Per l’oscurità non vediamo la deviazione e anziché fare il sentiero “comodo” più a ovest arriviamo su una
parete rocciosa molto ripida che si infila direttamente nella forra. Per fortuna la discesa è attrezzata con
un cordino che aiuta parecchio. Ormai è buio, col rumore di diverse cascate scendiamo con molta attenzione il sentierello che cala con stretti zig zag, piuttosto infido per il fondo sassoso o di ghiaino assai sdrucciolevole. Caliamo attaccati al cavo lungo le scoscese pareti rocciose, assai
esposte su notevoli baratri. Un piede in fallo e ciao.

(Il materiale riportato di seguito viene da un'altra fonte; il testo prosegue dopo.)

//! TIFF raster format support
//!
//! Only the first page is read. Bilevel, 8-bit and 16-bit gray, RGB and
//! RGBA images are accepted; everything is reduced to 8-bit gray or RGB.

use crate::{IoError, IoResult};
use histmap_core::{Channels, Raster};
use std::io::{Read, Seek, Write};
use tiff::ColorType;
use tiff::decoder::{Decoder, DecodingResult};
use tiff::encoder::colortype::{Gray8, RGB8};
use tiff::encoder::{Compression, TiffEncoder};
use tiff::tags::Tag;

/// Read the first page of a TIFF raster.
pub fn read_tiff<R: Read + Seek>(reader: R) -> IoResult<Raster> {
    let mut decoder = Decoder::new(reader)
        .map_err(|e| IoError::DecodeError(format!("TIFF decoder error: {}", e)))?;
    let (width, height) = decoder
        .dimensions()
        .map_err(|e| IoError::DecodeError(format!("Failed to get TIFF dimensions: {}", e)))?;
    let color_type = decoder
        .colortype()
        .map_err(|e| IoError::DecodeError(format!("Failed to get TIFF color type: {}", e)))?;

    // PhotometricInterpretation 0 is WhiteIsZero.
    let white_is_zero = matches!(
        decoder.get_tag_u32(Tag::PhotometricInterpretation),
        Ok(0)
    );

    let image_data = decoder
        .read_image()
        .map_err(|e| IoError::DecodeError(format!("Failed to read TIFF image data: {}", e)))?;

    let (channels, samples) = match color_type {
        ColorType::Gray(_) => (Channels::Gray, 1),
        ColorType::GrayA(_) => (Channels::Gray, 2),
        ColorType::RGB(_) => (Channels::Rgb, 3),
        ColorType::RGBA(_) => (Channels::Rgb, 4),
        other => {
            return Err(IoError::UnsupportedFormat(format!(
                "unsupported TIFF color type: {:?}",
                other
            )));
        }
    };

    let data = match (image_data, color_type) {
        (DecodingResult::U8(buf), ColorType::Gray(1)) => unpack_bilevel(&buf, width, height),
        (DecodingResult::U8(buf), _) => keep_channels(&buf, samples, channels, |v| v),
        (DecodingResult::U16(buf), _) => keep_channels(&buf, samples, channels, |v| (v >> 8) as u8),
        (_, other) => {
            return Err(IoError::UnsupportedFormat(format!(
                "unsupported TIFF sample format for {:?}",
                other
            )));
        }
    };
    let data = if white_is_zero && channels == Channels::Gray {
        data.into_iter().map(|v| 255 - v).collect()
    } else {
        data
    };

    Ok(Raster::from_vec(width, height, channels, data)?)
}

/// Expand 1-bit packed rows (MSB first, rows padded to a byte) to 0/255.
fn unpack_bilevel(buf: &[u8], width: u32, height: u32) -> Vec<u8> {
    let bytes_per_row = width.div_ceil(8) as usize;
    let mut data = Vec::with_capacity(width as usize * height as usize);
    for y in 0..height as usize {
        for x in 0..width as usize {
            let byte = buf.get(y * bytes_per_row + x / 8).copied().unwrap_or(0);
            let bit = (byte >> (7 - (x % 8))) & 1;
            data.push(if bit != 0 { 255 } else { 0 });
        }
    }
    data
}

/// Keep the first `channels` samples of every `samples`-wide pixel.
fn keep_channels<T: Copy>(
    buf: &[T],
    samples: usize,
    channels: Channels,
    to_u8: impl Fn(T) -> u8,
) -> Vec<u8> {
    let keep = channels.count() as usize;
    buf.chunks_exact(samples)
        .flat_map(|px| px[..keep].iter().map(|&v| to_u8(v)))
        .collect()
}

/// Write a TIFF raster with LZW compression.
pub fn write_tiff<W: Write + Seek>(raster: &Raster, writer: W) -> IoResult<()> {
    let mut encoder = TiffEncoder::new(writer)
        .map_err(|e| IoError::EncodeError(format!("TIFF encoder error: {}", e)))?
        .with_compression(Compression::Lzw);

    let (width, height) = raster.size();
    match raster.channels() {
        Channels::Gray => encoder
            .write_image::<Gray8>(width, height, raster.data())
            .map_err(|e| IoError::EncodeError(format!("TIFF write error: {}", e)))?,
        Channels::Rgb => encoder
            .write_image::<RGB8>(width, height, raster.data())
            .map_err(|e| IoError::EncodeError(format!("TIFF write error: {}", e)))?,
    }

    Ok(())
}
//! Comparison of deduced intervals with registry construction years

use histmap_core::DeductionResult;
use serde::{Deserialize, Serialize};
use std::fmt;

/// Agreement between deduced intervals and registry years
#[derive(Debug, Clone, Copy, Default, PartialEq, Eq, Serialize, Deserialize)]
pub struct EvaluationSummary {
    /// Buildings with both a deduction and a registry year
    pub evaluated: usize,
    /// Buildings whose registry year falls inside the interval
    pub consistent: usize,
    /// Intervals with an open lower side
    pub open_lower: usize,
    /// Intervals with an open upper side
    pub open_upper: usize,
    /// Intervals bounded on both sides
    pub bounded: usize,
}

impl EvaluationSummary {
    /// Add one building.
    pub fn add(&mut self, result: &DeductionResult, reference_year: i32) {
        self.evaluated += 1;
        if result.contains(reference_year) {
            self.consistent += 1;
        }
        if result.is_open_lower() {
            self.open_lower += 1;
        }
        if result.is_open_upper() {
            self.open_upper += 1;
        }
        if result.is_bounded() {
            self.bounded += 1;
        }
    }

    /// Fraction of consistent buildings, `None` when nothing was evaluated.
    pub fn consistency(&self) -> Option<f64> {
        (self.evaluated > 0).then(|| self.consistent as f64 / self.evaluated as f64)
    }
}

impl fmt::Display for EvaluationSummary {
    fn fmt(&self, f: &mut fmt::Formatter<'_>) -> fmt::Result {
        write!(
            f,
            "{}/{} consistent (open lower {}, open upper {}, bounded {})",
            self.consistent, self.evaluated, self.open_lower, self.open_upper, self.bounded
        )
    }
}

/// Summarize `(deduction, registry year)` pairs.
pub fn evaluate<'a, I>(pairs: I) -> EvaluationSummary
where
    I: IntoIterator<Item = (&'a DeductionResult, i32)>,
{
    let mut summary = EvaluationSummary::default();
    for (result, year) in pairs {
        summary.add(result, year);
    }
    summary
}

Tentativo di foto notturna, calando nella forra col non banale sentiero attrezzato...
Il buio non aiuta, ma scendendo con calma e prudenza arriviamo fino in fondo dove il rio scorre fragoroso in un budello di roccia.
Quattro assi permettono di passare sull'altra riva, quindi con un traversone e altri tratti esposti nel bosco ripidissimo, caliamo ancora di quota fino a intercettare la strada forestale percorsa all’andata, quindi in breve raggiungiamo l’auto, sani e salvi anche stavolta. Giro bellissimo, piuttosto duretto, con una salita veramente sfiancante. Meravigliosi i vasti panorami in quota. Discesa impegnativa, ripida, a tratti esposta su boschi molto ripidi o canaloni, col tratto attrezzato che richiede assenza di vertigini, esperienza e pié fermo. Dislivello circa 1300 m. sviluppo 15 km.